Bloß nicht lachen!

Wie die britische Königin einer Vorlesung lauscht

Die britische Königin Elizabeth II. in Berlin.
Die britische Königin Elizabeth II. besuchte die "Queen's Lecture" in der Technischen Universität. © dpa / picture-alliance / Michael Kappeler
Von Christiane Habermalz · 24.06.2015
Haustiere, Gartenpflanzen und James Bond: Bei der "Queen's Lecture" brachte der britische Museumsdirektor Neil MacGregor den Deutschen nahe, wie die Briten ticken, während der Staatsgast - die Queen - keine Miene verzog.
Es war ein minutiös vorbereiteter Besuch in der Technischen Universität Berlin. Am Hauptgebäude hängt bereits seit Tagen ein 16 Meter hohes Banner: "Welcome your Majesty to the TU Berlin". Die Aufregung war groß, ebenso die Nachfrage nach den 2000 Karten für die diesjährige "Queen’s Lecture", Gastredner: Neil MacGregor. So mancher Studierender ging heute leer aus.
"Ich hatte keine Möglichkeit, weil ich habe keinen Pass bekommen. Vielleicht jetzt muss ich draußen warten."
Der Grund war natürlich vor allem sie, die Queen selber, die heute im Audimax der TU der von ihr gestifteten Vortragsreihe beiwohnte. Neben ihr Prinz Philip, Herzog von Edinburgh, die Kanzlerin und Bundespräsident Joachim Gauck. Neil MacGregor, langjähriger Direktor des British Museum und Gründungsintendant des Humboldtforums in spe, ist ein Deutschlandfreund. Seine Ausstellung über die Deutschen im vergangenen Jahr im British Museum hatte viel Beachtung unter seinen Landsleuten gefunden. Heute drehte er den Spieß um:
"In this lecture I want to look the other way round – at a small number of things that to a German public might encapsulate aspects of british life."
Zentraler Moment für das Verständnis der Briten - die Queen
Er wolle in seinem Vortrag anhand von wenigen Dingen den Deutschen Großbritannien näher bringen, sagte MacGregor. So sei ein zentraler Moment für das Verständnis der britischen Nation die Queen selbst, insbesondere die Zeremonie der alljährlichen "Queen’s speech", die Rede der Königin vor dem britischen Parlament.
"All power in the land derives from this source. There can be few more eloquent symbols of our country and of how we have chosen to govern ourselves than this annual re-affirmation of the central role of the Crown in Parliament."
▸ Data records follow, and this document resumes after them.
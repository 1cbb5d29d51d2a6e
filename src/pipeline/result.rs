use chrono::{DateTime, Utc};
use serde::{Deserialize, Serialize};
use std::fmt;
use std::path::PathBuf;
use uuid::Uuid;

use super::state::Step;
use crate::classify::ErrorClass;
use crate::deploy::Deployment;
use crate::snapshot::SnapshotId;

#[derive(Debug, Clone, Copy, PartialEq, Eq, Serialize, Deserialize)]
#[serde(rename_all = "SCREAMING_SNAKE_CASE")]
pub enum Status {
    Success,
    Failed,
}

impl fmt::Display for Status {
    fn fmt(&self, f: &mut fmt::Formatter<'_>) -> fmt::Result {
        match self {
            Status::Success => f.write_str("SUCCESS"),
            Status::Failed => f.write_str("FAILED"),
        }
    }
}

#[derive(Debug, Clone, Copy, PartialEq, Eq, Serialize, Deserialize)]
#[serde(rename_all = "SCREAMING_SNAKE_CASE")]
pub enum AttemptOutcome {
    Success,
    Failure,
    Timeout,
}

/// One BUILD execution
#[derive(Debug, Clone, PartialEq, Eq, Serialize, Deserialize)]
#[serde(rename_all = "camelCase")]
pub struct AttemptRecord {
    pub index: u32,
    pub snapshot_ref: SnapshotId,
    pub raw_output_excerpt: String,
    pub outcome: AttemptOutcome,
    pub duration_ms: u64,
}

/// Terminal result of one task
#[derive(Debug, Clone, PartialEq, Serialize, Deserialize)]
#[serde(rename_all = "camelCase")]
pub struct PipelineResult {
    pub task_id: String,
    pub run_id: Uuid,
    pub status: Status,
    pub step: Step,
    pub attempts: u32,
    #[serde(skip_serializing_if = "Option::is_none")]
    pub classification: Option<ErrorClass>,
    #[serde(skip_serializing_if = "Option::is_none")]
    pub artifact_path: Option<PathBuf>,
    #[serde(skip_serializing_if = "Option::is_none")]
    pub deployment: Option<Deployment>,
    pub summary: String,
    #[serde(skip_serializing_if = "Option::is_none")]
    pub error_detail: Option<String>,
    #[serde(default)]
    pub attempt_records: Vec<AttemptRecord>,
    pub started_at: DateTime<Utc>,
    pub finished_at: DateTime<Utc>,
    pub duration_ms: u64,
}

impl PipelineResult {
    pub fn is_success(&self) -> bool {
        self.status == Status::Success
    }

    /// Result for a task that failed before the loop started.
    pub fn not_started(
        task_id: impl Into<String>,
        run_id: Uuid,
        started_at: DateTime<Utc>,
        classification: Option<ErrorClass>,
        detail: impl Into<String>,
    ) -> Self {
        let detail = detail.into();
        let finished_at = Utc::now();
        Self {
            task_id: task_id.into(),
            run_id,
            status: Status::Failed,
            step: Step::Analysis,
            attempts: 1,
            classification,
            artifact_path: None,
            deployment: None,
            summary: format!("pipeline did not start: {}", first_line(&detail)),
            error_detail: Some(detail),
            attempt_records: Vec::new(),
            started_at,
            finished_at,
            duration_ms: elapsed_ms(started_at, finished_at),
        }
    }
}

pub(crate) fn elapsed_ms(from: DateTime<Utc>, to: DateTime<Utc>) -> u64 {
    (to - from).num_milliseconds().max(0) as u64
}

fn first_line(text: &str) -> &str {
    text.lines().next().unwrap_or_default()
}

#[cfg(test)]
mod tests {
    use super::*;
    use serde_json::Value;

    #[test]
    fn test_wire_shape() {
        let result = PipelineResult::not_started(
            "t-1",
            Uuid::nil(),
            Utc::now(),
            Some(ErrorClass::ServiceError),
            "git clone failed\nfatal: unable to access",
        );
        let json: Value = serde_json::to_value(&result).unwrap();

        assert_eq!(json["status"], "FAILED");
        assert_eq!(json["step"], "ANALYSIS");
        assert_eq!(json["attempts"], 1);
        assert_eq!(json["classification"], "SERVICE_ERROR");
        assert_eq!(json["summary"], "pipeline did not start: git clone failed");
        assert!(json.get("artifactPath").is_none());
        assert!(json["errorDetail"].as_str().unwrap().contains("fatal"));
        assert!(json.get("taskId").is_some());
    }

    #[test]
    fn test_attempt_record_shape() {
        let record = AttemptRecord {
            index: 2,
            snapshot_ref: SnapshotId(1),
            raw_output_excerpt: "ok".to_string(),
            outcome: AttemptOutcome::Timeout,
            duration_ms: 12,
        };
        let json: Value = serde_json::to_value(&record).unwrap();
        assert_eq!(json["snapshotRef"], 1);
        assert_eq!(json["outcome"], "TIMEOUT");
        assert_eq!(json["rawOutputExcerpt"], "ok");
    }
}
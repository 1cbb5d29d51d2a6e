use std::path::PathBuf;
use std::time::Duration;

pub const DEFAULT_MAX_ATTEMPTS: u32 = 10;
pub const DEFAULT_BUILD_TIMEOUT: Duration = Duration::from_secs(120);
pub const DEFAULT_COLLABORATOR_TIMEOUT: Duration = Duration::from_secs(60);

#[derive(Debug, Clone)]
pub struct PipelineConfig {
    /// Upper bound on BUILD attempts per task
    pub max_attempts: u32,
    /// Wall-clock budget of one BUILD
    pub build_timeout: Duration,
    /// Budget of one analyzer or fixer call
    pub collaborator_timeout: Duration,
    /// Budget of a git checkout
    pub checkout_timeout: Duration,
    /// Parent of every run directory
    pub work_dir: PathBuf,
    /// Keep snapshots and attempt workspaces after the run
    pub keep_snapshots: bool,
}

impl Default for PipelineConfig {
    fn default() -> Self {
        Self {
            max_attempts: DEFAULT_MAX_ATTEMPTS,
            build_timeout: DEFAULT_BUILD_TIMEOUT,
            collaborator_timeout: DEFAULT_COLLABORATOR_TIMEOUT,
            checkout_timeout: Duration::from_secs(300),
            work_dir: std::env::temp_dir().join("healbox"),
            keep_snapshots: true,
        }
    }
}

impl PipelineConfig {
    pub fn new() -> Self {
        Self::default()
    }

    pub fn with_max_attempts(mut self, max_attempts: u32) -> Self {
        self.max_attempts = max_attempts.max(1);
        self
    }

    pub fn with_build_timeout(mut self, timeout: Duration) -> Self {
        self.build_timeout = timeout;
        self
    }

    pub fn with_collaborator_timeout(mut self, timeout: Duration) -> Self {
        self.collaborator_timeout = timeout;
        self
    }

    pub fn with_checkout_timeout(mut self, timeout: Duration) -> Self {
        self.checkout_timeout = timeout;
        self
    }

    pub fn with_work_dir(mut self, work_dir: impl Into<PathBuf>) -> Self {
        self.work_dir = work_dir.into();
        self
    }

    pub fn with_keep_snapshots(mut self, keep: bool) -> Self {
        self.keep_snapshots = keep;
        self
    }

    /// Analyzer and fixer calls never get more time than a build.
    pub fn effective_collaborator_timeout(&self) -> Duration {
        self.collaborator_timeout.min(self.build_timeout)
    }
}
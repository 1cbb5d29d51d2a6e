//! Deployment of successful builds

mod docker;

pub use docker::{DockerDeployer, DEFAULT_CONTAINER_NAME};

use async_trait::async_trait;
use serde::{Deserialize, Serialize};
use std::path::{Path, PathBuf};
use thiserror::Error;
use uuid::Uuid;

use crate::plan::BuildPlan;

#[derive(Debug, Error)]
pub enum DeployError {
    #[error("Nothing to deploy at {0}")]
    SourceMissing(PathBuf),

    #[error("Backend plan has no start command")]
    MissingStartCommand,

    #[error("Failed to run '{command}': {source}")]
    Spawn {
        command: String,
        #[source]
        source: std::io::Error,
    },

    #[error("'{command}' failed: {stderr}")]
    Command { command: String, stderr: String },

    #[error("'{command}' timed out after {seconds}s")]
    Timeout { command: String, seconds: u64 },
}

/// A running service
#[derive(Debug, Clone, PartialEq, Eq, Serialize, Deserialize)]
pub struct Deployment {
    pub url: String,
    pub container: String,
    pub image: String,
}

#[async_trait]
pub trait Deployer: Send + Sync {
    /// Starts a service from `source`: the collected artifact for builds
    /// that produce one, otherwise the built project tree.
    async fn deploy(
        &self,
        source: &Path,
        plan: &BuildPlan,
        run_id: Uuid,
    ) -> Result<Deployment, DeployError>;

    fn name(&self) -> &str;
}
Es gibt kaum ein aussagekräftigeres Symbol für unser Land und darüber, wie wir regiert werden wollen, als diese alljährliche Bestätigung der zentralen Rolle der Krone im Parlament, sagte MacGregor. Aber das Wesen der Briten, führte er weiter aus, sei ebenso geprägt von ihrer außerordentlichen Liebe zu Haustieren, Gartenpflanzen - und James Bond. Bond, kreativ und mutig, stark und gutaussehend, ausgestattet mit den schnellsten Autos und unwiderstehlich für Frauen, dabei immer in geheimer Mission unterwegs für Ihre Majestät – er verkörpere alles das, was jeder Brite sein wolle.
"James Bond, resourceful and courageous, with the fastest cars and the latest technology, powerful and yet very successfully tender, impossibly handsome and dashing but working always On Her Majesty’s Secret Service, was what every Britan wanted to be."
Die Queen selbst schenkte der Stadt Berlin die Vortragsreihe
Vor 50 Jahren hatte die Queen die Vortragsreihe der Stadt Berlin geschenkt, anlässlich ihres ersten Staatsbesuches in Deutschland im Jahr 1965. Es sollte eine Geste der Versöhnung sein, aber auch ein Angebot zum wissenschaftlichen Dialog: Jedes Jahr am Jahrestag des historischen Queen-Besuches hielt fortan ein herausragender britischer Wissenschaftler eine Vorlesung über ein aktuelles Forschungsthema. 27 "Lectures" fanden seither statt, unter den Vortragenden waren der Architekt Richard Rogers, Miterbauer des Centre Pompidou in Paris, ebenso wie Ian Wilmut, geistiger Vater des Klonschafes Dolly. Die meisten wurden von der Queen für ihre wissenschaftlichen Leistungen auch gleich zum Ritter geschlagen.
Nicht so Neil MacGregor, noch nicht zumindest. Dafür wurde der geistreiche Museumsmann kürzlich mit dem Deutschen Nationalpreis ausgezeichnet – für seine Vermittlungsbemühungen um das Bild der Deutschen in Großbritannien. Die Queen folgte seinem Vortrag mit unbewegter Miene – Prinz Philip dagegen amüsierte sich sichtlich. Auch, als MacGregor mit einem Verweis auf den deutschen Duden endete, der den letzten, den treffendsten Hinweis gebe, um die Briten zu verstehen. Schlage man unter "Die Queen" nach, finde man zunächst eine Definition: Die britische Königin. Dann folge ein beinahe prophetisches Anwendungsbeispiel:
"Die Queen kommt zu einem Staatsbesuch nach Berlin. The Queen is coming to a state visit to Berlin."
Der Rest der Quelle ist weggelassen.